When a Loss Becomes a Gain

Purveyors of goo-to-graffiti-artist evolution tend to deal from the bottom of the deck when it comes to definitions. You'll hear about beneficial mutations, but what does beneficial really mean? If I spray paint something on a wall, the paint may protect the covered areas from rain, which is beneficial. But the chemicals may cause the affected bricks to deteriorate, obviously not a benefit. Nor is it a benefit to me when Marshall Long takes me to jail.


We hear about "beneficial" mutations. Those are rare, often removed through natural selection, and are a matter of perspective and opinion as to what "beneficial" really means.


Before people get irritated because I'm using an analogy about non-living things, just study on it for a spell; I'm talking about word usage and perspective.
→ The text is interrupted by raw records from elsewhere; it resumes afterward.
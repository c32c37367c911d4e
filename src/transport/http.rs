use crate::types::Credential;
use crate::{Error, Result};
use reqwest::header::{HeaderMap, HeaderName, HeaderValue, CONTENT_TYPE};
use serde::de::DeserializeOwned;
use serde::Serialize;
use std::time::Duration;
use tracing::debug;

#[derive(Debug)]
pub struct HttpTransport {
    client: reqwest::Client,
    base_url: String,
    credential: Credential,
}

impl HttpTransport {
    /// Build a transport that sends every request to `base_url` with
    /// `Authorization: Bearer <key>` and `Content-Type: application/json`.
    ///
    /// `timeout` of `None` leaves requests unbounded. `beta_header` is sent as
    /// `OpenAI-Beta` when present.
    pub fn new(
        base_url: &str,
        credential: Credential,
        timeout: Option<Duration>,
        beta_header: Option<&str>,
    ) -> Result<Self> {
        let mut headers = HeaderMap::new();
        headers.insert(CONTENT_TYPE, HeaderValue::from_static("application/json"));
        if let Some(beta) = beta_header {
            let value = HeaderValue::from_str(beta).map_err(|e| {
                Error::configuration(format!("Invalid OpenAI-Beta header value: {}", e))
            })?;
            headers.insert(HeaderName::from_static("openai-beta"), value);
        }

        let mut builder = reqwest::Client::builder().default_headers(headers);
        if let Some(timeout) = timeout {
            builder = builder.timeout(timeout);
        }

        let client = builder
            .build()
            .map_err(|e| Error::Transport(TransportError::Other(e.to_string())))?;

        Ok(Self {
            client,
            base_url: base_url.trim_end_matches('/').to_string(),
            credential,
        })
    }

    pub fn base_url(&self) -> &str {
        &self.base_url
    }

    pub async fn post_json<B, T>(&self, path: &str, body: &B) -> Result<T>
    where
        B: Serialize + ?Sized,
        T: DeserializeOwned,
    {
        let url = self.url(path);
        debug!(method = "POST", %url, "sending request");
        let request = self.client.post(&url).json(body);
        self.execute(request).await
    }

    pub async fn get_json<T>(&self, path: &str) -> Result<T>
    where
        T: DeserializeOwned,
    {
        let url = self.url(path);
        debug!(method = "GET", %url, "sending request");
        let request = self.client.get(&url);
        self.execute(request).await
    }

    fn url(&self, path: &str) -> String {
        if path.starts_with('/') {
            format!("{}{}", self.base_url, path)
        } else {
            format!("{}/{}", self.base_url, path)
        }
    }

    async fn execute<T: DeserializeOwned>(&self, request: reqwest::RequestBuilder) -> Result<T> {
        let response = request
            .bearer_auth(self.credential.expose())
            .send()
            .await
            .map_err(|e| Error::Transport(TransportError::Http(e)))?;

        let status = response.status();
        let body = response
            .text()
            .await
            .map_err(|e| Error::Transport(TransportError::Http(e)))?;

        if !status.is_success() {
            return Err(Error::Remote {
                status: status.as_u16(),
                message: remote_message(&body),
            });
        }

        Ok(serde_json::from_str(&body)?)
    }
}

/// Prefer the service's `error.message`, fall back to the raw body.
fn remote_message(body: &str) -> String {
    serde_json::from_str::<serde_json::Value>(body)
        .ok()
        .and_then(|v| {
            v.get("error")
                .and_then(|e| e.get("message"))
                .and_then(|m| m.as_str())
                .map(String::from)
        })
        .unwrap_or_else(|| body.trim().to_string())
}

#[derive(Debug, thiserror::Error)]
pub enum TransportError {
    #[error("HTTP error: {0}")]
    Http(#[from] reqwest::Error),

    #[error("Transport error: {0}")]
    Other(String),
}
//! Run objects and lifecycle status

use serde::{Deserialize, Serialize};
use std::fmt;

/// Run lifecycle status.
///
/// Statuses this crate does not know are kept verbatim in [`RunStatus::Other`]
/// and treated as still running.
#[derive(Debug, Clone, PartialEq, Eq, Hash, Serialize, Deserialize)]
#[serde(from = "String", into = "String")]
pub enum RunStatus {
    Queued,
    InProgress,
    RequiresAction,
    Cancelling,
    Completed,
    Failed,
    Cancelled,
    Expired,
    Incomplete,
    Other(String),
}

impl RunStatus {
    pub fn as_str(&self) -> &str {
        match self {
            RunStatus::Queued => "queued",
            RunStatus::InProgress => "in_progress",
            RunStatus::RequiresAction => "requires_action",
            RunStatus::Cancelling => "cancelling",
            RunStatus::Completed => "completed",
            RunStatus::Failed => "failed",
            RunStatus::Cancelled => "cancelled",
            RunStatus::Expired => "expired",
            RunStatus::Incomplete => "incomplete",
            RunStatus::Other(s) => s,
        }
    }

    /// No further transition happens after a terminal status.
    pub fn is_terminal(&self) -> bool {
        self.is_success() || self.is_failure()
    }

    pub fn is_success(&self) -> bool {
        matches!(self, RunStatus::Completed)
    }

    pub fn is_failure(&self) -> bool {
        matches!(
            self,
            RunStatus::Failed | RunStatus::Cancelled | RunStatus::Expired | RunStatus::Incomplete
        )
    }
}

impl From<String> for RunStatus {
    fn from(s: String) -> Self {
        match s.as_str() {
            "queued" => RunStatus::Queued,
            "in_progress" => RunStatus::InProgress,
            "requires_action" => RunStatus::RequiresAction,
            "cancelling" => RunStatus::Cancelling,
            "completed" => RunStatus::Completed,
            "failed" => RunStatus::Failed,
            "cancelled" => RunStatus::Cancelled,
            "expired" => RunStatus::Expired,
            "incomplete" => RunStatus::Incomplete,
            _ => RunStatus::Other(s),
        }
    }
}

impl From<RunStatus> for String {
    fn from(s: RunStatus) -> Self {
        s.as_str().to_string()
    }
}

impl fmt::Display for RunStatus {
    fn fmt(&self, f: &mut fmt::Formatter<'_>) -> fmt::Result {
        f.write_str(self.as_str())
    }
}

/// A run object as returned by the create and retrieve endpoints.
#[derive(Debug, Clone, Serialize, Deserialize)]
pub struct Run {
    pub id: String,
    pub status: RunStatus,
    #[serde(default, skip_serializing_if = "Option::is_none")]
    pub last_error: Option<RunLastError>,
}

#[derive(Debug, Clone, Serialize, Deserialize)]
pub struct RunLastError {
    #[serde(default)]
    pub code: Option<String>,
    #[serde(default)]
    pub message: Option<String>,
}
When some living things have mutations, some are neutral but the overwhelming majority are bad. Calling them "good" mutations is subjective. A critter can have a mutation that looks good in a lab setting, but will kill it off in the wild. Likewise, some changes can be good in one instance, but extremely bad elsewhere. (They've tried to make something out of nothing with the Lenski bacteria experiments as well, and claiming that sickle-cell anemia's "benefit" outweighs the obvious problems.) Natural selection is not exactly helpful to mutations and evolution, either. All this tomfoolery to come up with "scientific" reasons to disbelieve God are themselves unbelievable.
A big obstacle for evolutionary belief is this: what mechanism could possibly have added all the extra information required to transform a one-celled creature progressively into pelicans, palm trees, and people? Natural selection alone can’t do it—selection involves getting rid of information. A group of creatures might become more adapted to the cold, for example, by the elimination of those which don’t carry enough of the genetic information to make thick fur. But that doesn’t explain the origin of the information to make thick fur.

For evolutionists there is only ‘one game in town’ to explain the new information which their theory requires—mutations. These are accidental mistakes as the genetic information (the coded set of instructions on the DNA which is the ‘recipe’ or ‘blue-print’ specifying the construction and operation of any creature) is copied from one generation to the next. Naturally, such scrambling of information will tend to either be harmful, or at best neutral.